■ Input data ■
►
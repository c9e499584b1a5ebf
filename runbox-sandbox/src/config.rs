//! Sandbox configuration, fixed at startup

use crate::error::{Result, SandboxError};
use crate::limits::ExecutionLimits;
use crate::policy::ScreeningPolicy;
use serde::{Deserialize, Serialize};
use std::collections::BTreeMap;

/// How to launch the interpreter that reads a program from stdin
#[derive(Debug, Clone, PartialEq, Eq, Serialize, Deserialize)]
pub struct InterpreterConfig {
    /// Executable, resolved through `PATH` when not absolute
    #[serde(default = "InterpreterConfig::default_program")]
    pub program: String,

    /// Arguments selecting read-program-from-stdin mode
    #[serde(default = "InterpreterConfig::default_args")]
    pub args: Vec<String>,

    /// Variables copied from the server's environment into the child
    #[serde(default = "InterpreterConfig::default_passthrough_env")]
    pub passthrough_env: Vec<String>,

    /// Fixed variables set in the child
    #[serde(default = "InterpreterConfig::default_env")]
    pub env: BTreeMap<String, String>,
}

impl InterpreterConfig {
    fn default_program() -> String {
        "python3".to_string()
    }

    fn default_args() -> Vec<String> {
        vec!["-".to_string()]
    }

    fn default_passthrough_env() -> Vec<String> {
        vec!["PATH".to_string()]
    }

    fn default_env() -> BTreeMap<String, String> {
        BTreeMap::from([
            ("PYTHONDONTWRITEBYTECODE".to_string(), "1".to_string()),
            ("PYTHONUNBUFFERED".to_string(), "1".to_string()),
        ])
    }

    /// Interpreter with no extra environment, e.g. `/bin/sh -s`
    pub fn new(program: impl Into<String>, args: impl IntoIterator<Item = impl Into<String>>) -> Self {
        Self {
            program: program.into(),
            args: args.into_iter().map(Into::into).collect(),
            passthrough_env: Self::default_passthrough_env(),
            env: BTreeMap::new(),
        }
    }
}

impl Default for InterpreterConfig {
    fn default() -> Self {
        Self {
            program: Self::default_program(),
            args: Self::default_args(),
            passthrough_env: Self::default_passthrough_env(),
            env: Self::default_env(),
        }
    }
}

/// Everything the execution pipeline needs
#[derive(Debug, Clone, Default, PartialEq, Eq, Serialize, Deserialize)]
pub struct SandboxConfig {
    #[serde(default)]
    pub interpreter: InterpreterConfig,

    #[serde(default)]
    pub limits: ExecutionLimits,

    #[serde(default)]
    pub policy: ScreeningPolicy,
}

impl SandboxConfig {
    pub fn validate(&self) -> Result<()> {
        if self.interpreter.program.trim().is_empty() {
            return Err(SandboxError::Config(
                "interpreter program must not be empty".to_string(),
            ));
        }

        if self.limits.default_timeout.is_zero() {
            return Err(SandboxError::Config(
                "default timeout must be greater than zero".to_string(),
            ));
        }

        if self.limits.grace_period.is_zero() {
            return Err(SandboxError::Config(
                "grace period must be greater than zero".to_string(),
            ));
        }

        if let Some(max) = self.limits.max_timeout {
            if max < self.limits.default_timeout {
                return Err(SandboxError::Config(format!(
                    "max timeout ({}ms) is below the default timeout ({}ms)",
                    max.as_millis(),
                    self.limits.default_timeout.as_millis()
                )));
            }
        }

        self.policy.validate()
    }
}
◄
■ Work instruction ■
Your answer should be one number: how many lines of the listing include the word "ExecutionLimits".

■ Solution below ■
2